Éclipse de tout espace publique, univers de huis clos, sinon de harem, la condition de la femme a longtemps défini l’aire musulmane. Cette image traditionnelle occulte certes une complexité de modes, marquées par les diversités locales et régionales, les genres de vie et les héritages socioculturelles. Mais la réduction du champ d’activités des femmes à l’espace privé, leur claustration, ou du moins leur "marginalisation" par rapport à la vie publique, constituent, dans une large mesure, une spécificité de la civilisation arabo-musulmane.

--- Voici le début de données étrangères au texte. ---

//! Human-readable time formatting for catalog display
//!
//! Beat durations are shown as `M:SS` on the store grid, the detail page and
//! the preview player. Minutes are not zero-padded and never roll over into
//! hours.

/// Format a duration in whole seconds as `M:SS`.
///
/// # Examples
///
/// ```
/// use bbs_common::human_time::format_duration;
///
/// assert_eq!(format_duration(0), "0:00");
/// assert_eq!(format_duration(185), "3:05");
/// assert_eq!(format_duration(300), "5:00");
/// assert_eq!(format_duration(3725), "62:05");
/// ```
pub fn format_duration(seconds: u32) -> String {
    let minutes = seconds / 60;
    let secs = seconds % 60;
    format!("{}:{:02}", minutes, secs)
}
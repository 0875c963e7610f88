//! In-process key-value store
//!
//! Used as the test double for durable storage. An optional byte quota
//! (keys plus values, like browser storage accounting) makes writes fail
//! with [`Error::QuotaExceeded`] once exceeded.

use super::KeyValueStore;
use crate::{Error, Result};
use std::collections::HashMap;
use std::sync::{Mutex, MutexGuard};

#[derive(Debug, Default)]
pub struct MemoryStore {
    entries: Mutex<HashMap<String, String>>,
    quota: Option<usize>,
}

impl MemoryStore {
    pub fn new() -> Self {
        Self::default()
    }

    /// Store that rejects writes pushing total usage past `quota` bytes
    pub fn with_quota(quota: usize) -> Self {
        Self {
            entries: Mutex::new(HashMap::new()),
            quota: Some(quota),
        }
    }

    /// Bytes currently used by keys and values
    pub fn used_bytes(&self) -> usize {
        self.lock()
            .iter()
            .map(|(k, v)| k.len() + v.len())
            .sum()
    }

    /// Raw value for a key, bypassing the async interface
    pub fn raw(&self, key: &str) -> Option<String> {
        self.lock().get(key).cloned()
    }

    fn lock(&self) -> MutexGuard<'_, HashMap<String, String>> {
        // A panic while holding the lock cannot leave the map half-written
        self.entries.lock().unwrap_or_else(|poisoned| poisoned.into_inner())
    }
}

impl KeyValueStore for MemoryStore {
    async fn get(&self, key: &str) -> Result<Option<String>> {
        Ok(self.lock().get(key).cloned())
    }

    async fn set(&self, key: &str, value: &str) -> Result<()> {
        let mut entries = self.lock();
        if let Some(quota) = self.quota {
            let others: usize = entries
                .iter()
                .filter(|(k, _)| k.as_str() != key)
                .map(|(k, v)| k.len() + v.len())
                .sum();
            let needed = others + key.len() + value.len();
            if needed > quota {
                return Err(Error::QuotaExceeded { needed, quota });
            }
        }
        entries.insert(key.to_string(), value.to_string());
        Ok(())
    }

    async fn remove(&self, key: &str) -> Result<()> {
        self.lock().remove(key);
        Ok(())
    }
}

#[cfg(test)]
mod tests {
    use super::*;

    #[tokio::test]
    async fn test_set_get_remove() {
        let store = MemoryStore::new();
        assert_eq!(store.get("cart").await.unwrap(), None);

        store.set("cart", "[]").await.unwrap();
        assert_eq!(store.get("cart").await.unwrap().as_deref(), Some("[]"));

        store.remove("cart").await.unwrap();
        assert_eq!(store.get("cart").await.unwrap(), None);
    }

    #[tokio::test]
    async fn test_remove_missing_is_ok() {
        let store = MemoryStore::new();
        assert!(store.remove("favorites").await.is_ok());
    }

    #[tokio::test]
    async fn test_quota_rejects_and_keeps_previous_value() {
        let store = MemoryStore::with_quota(16);
        store.set("cart", "[1]").await.unwrap();

        let err = store.set("cart", "[1,2,3,4,5,6,7,8]").await.unwrap_err();
        assert!(matches!(err, Error::QuotaExceeded { quota: 16, .. }));
        assert_eq!(store.raw("cart").as_deref(), Some("[1]"));
    }

    #[tokio::test]
    async fn test_quota_counts_replacement_not_sum() {
        let store = MemoryStore::with_quota(10);
        store.set("k", "123456789").await.unwrap();
        // Replacing the value must not count the old one
        store.set("k", "987654321").await.unwrap();
        assert_eq!(store.used_bytes(), 10);
    }
}
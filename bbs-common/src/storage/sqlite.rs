//! SQLite-backed key-value store
//!
//! Each collection is one row of the `storage` table. Writes are upserts,
//! so the last writer wins.

use super::KeyValueStore;
use crate::db::StorageEntry;
use crate::Result;
use sqlx::SqlitePool;

#[derive(Debug, Clone)]
pub struct SqliteStore {
    pool: SqlitePool,
}

impl SqliteStore {
    /// Wrap a pool whose schema has been created by `db::init_database`
    pub fn new(pool: SqlitePool) -> Self {
        Self { pool }
    }

    /// All stored entries, ordered by key
    pub async fn entries(&self) -> Result<Vec<StorageEntry>> {
        let rows = sqlx::query_as::<_, StorageEntry>(
            "SELECT key, value, updated_at FROM storage ORDER BY key",
        )
        .fetch_all(&self.pool)
        .await?;

        Ok(rows)
    }
}

impl KeyValueStore for SqliteStore {
    async fn get(&self, key: &str) -> Result<Option<String>> {
        let row: Option<(String,)> = sqlx::query_as("SELECT value FROM storage WHERE key = ?")
            .bind(key)
            .fetch_optional(&self.pool)
            .await?;

        Ok(row.map(|(value,)| value))
    }

    async fn set(&self, key: &str, value: &str) -> Result<()> {
        sqlx::query(
            r#"
            INSERT INTO storage (key, value, updated_at)
            VALUES (?, ?, CURRENT_TIMESTAMP)
            ON CONFLICT(key) DO UPDATE SET value = excluded.value, updated_at = CURRENT_TIMESTAMP
            "#,
        )
        .bind(key)
        .bind(value)
        .execute(&self.pool)
        .await?;

        Ok(())
    }

    async fn remove(&self, key: &str) -> Result<()> {
        sqlx::query("DELETE FROM storage WHERE key = ?")
            .bind(key)
            .execute(&self.pool)
            .await?;

        Ok(())
    }
}

#[cfg(test)]
mod tests {
    use super::*;
    use crate::db::init_memory_database;

    async fn store() -> SqliteStore {
        SqliteStore::new(init_memory_database().await.unwrap())
    }

    #[tokio::test]
    async fn test_get_missing_key() {
        let store = store().await;
        assert_eq!(store.get("cart").await.unwrap(), None);
    }

    #[tokio::test]
    async fn test_set_is_upsert() {
        let store = store().await;
        store.set("cart", "[]").await.unwrap();
        store.set("cart", r#"[{"beatId":"1"}]"#).await.unwrap();

        assert_eq!(
            store.get("cart").await.unwrap().as_deref(),
            Some(r#"[{"beatId":"1"}]"#)
        );
        assert_eq!(store.entries().await.unwrap().len(), 1);
    }

    #[tokio::test]
    async fn test_remove() {
        let store = store().await;
        store.set("favorites", r#"["1"]"#).await.unwrap();
        store.remove("favorites").await.unwrap();
        assert_eq!(store.get("favorites").await.unwrap(), None);
    }

    #[tokio::test]
    async fn test_entries_ordered_by_key() {
        let store = store().await;
        store.set("favorites", "[]").await.unwrap();
        store.set("cart", "[]").await.unwrap();

        let keys: Vec<String> = store.entries().await.unwrap().into_iter().map(|e| e.key).collect();
        assert_eq!(keys, vec!["cart", "favorites"]);
    }
}
//! Error types for bbs-storefront

use axum::{
    http::StatusCode,
    response::{IntoResponse, Response},
    Json,
};
use serde_json::json;
use thiserror::Error;

/// API error type
#[derive(Debug, Error)]
pub enum ApiError {
    /// Resource not found (404)
    #[error("Resource not found: {0}")]
    NotFound(String),

    /// Endpoint intentionally left unimplemented (501)
    #[error("Not implemented: {0}")]
    NotImplemented(String),
}

impl ApiError {
    pub fn beat_not_found(beat_id: &str) -> Self {
        ApiError::NotFound(format!("Beat {} not found", beat_id))
    }
}

impl IntoResponse for ApiError {
    fn into_response(self) -> Response {
        let (status, error_code, message) = match self {
            ApiError::NotFound(msg) => (StatusCode::NOT_FOUND, "NOT_FOUND", msg),
            ApiError::NotImplemented(msg) => {
                (StatusCode::NOT_IMPLEMENTED, "NOT_IMPLEMENTED", msg)
            }
        };

        let body = Json(json!({
            "error": {
                "code": error_code,
                "message": message,
            }
        }));

        (status, body).into_response()
    }
}

/// Result type for API handlers
pub type ApiResult<T> = Result<T, ApiError>;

Des mutations historiques, des itinéraires de progrès, mais aussi de contrecoups, et des évolutions contrecarrées exercent leurs effets sur le paysage socioculturel musulman. Ils opèrent des changements et provoquent des décalages. Ils tracent - le statut des femmes étant pris en considération comme indicateur- une ligne de démarcation géopolitique, au sein de notre aire. Au Maroc, la Moudawwana rénovée, courageusement engagée par le souverain marocain annonce, certes, une dynamique de progrès. Mais il s’agit d’un premier pas, qui espérons-le sera rapidement dépassé, pour inscrire les mesures annoncées dans un projet de société égalitaire, à même d’accompagner les mutations internationales et d’ériger la femme en partenaire de plein droit, dans la famille et dans la société.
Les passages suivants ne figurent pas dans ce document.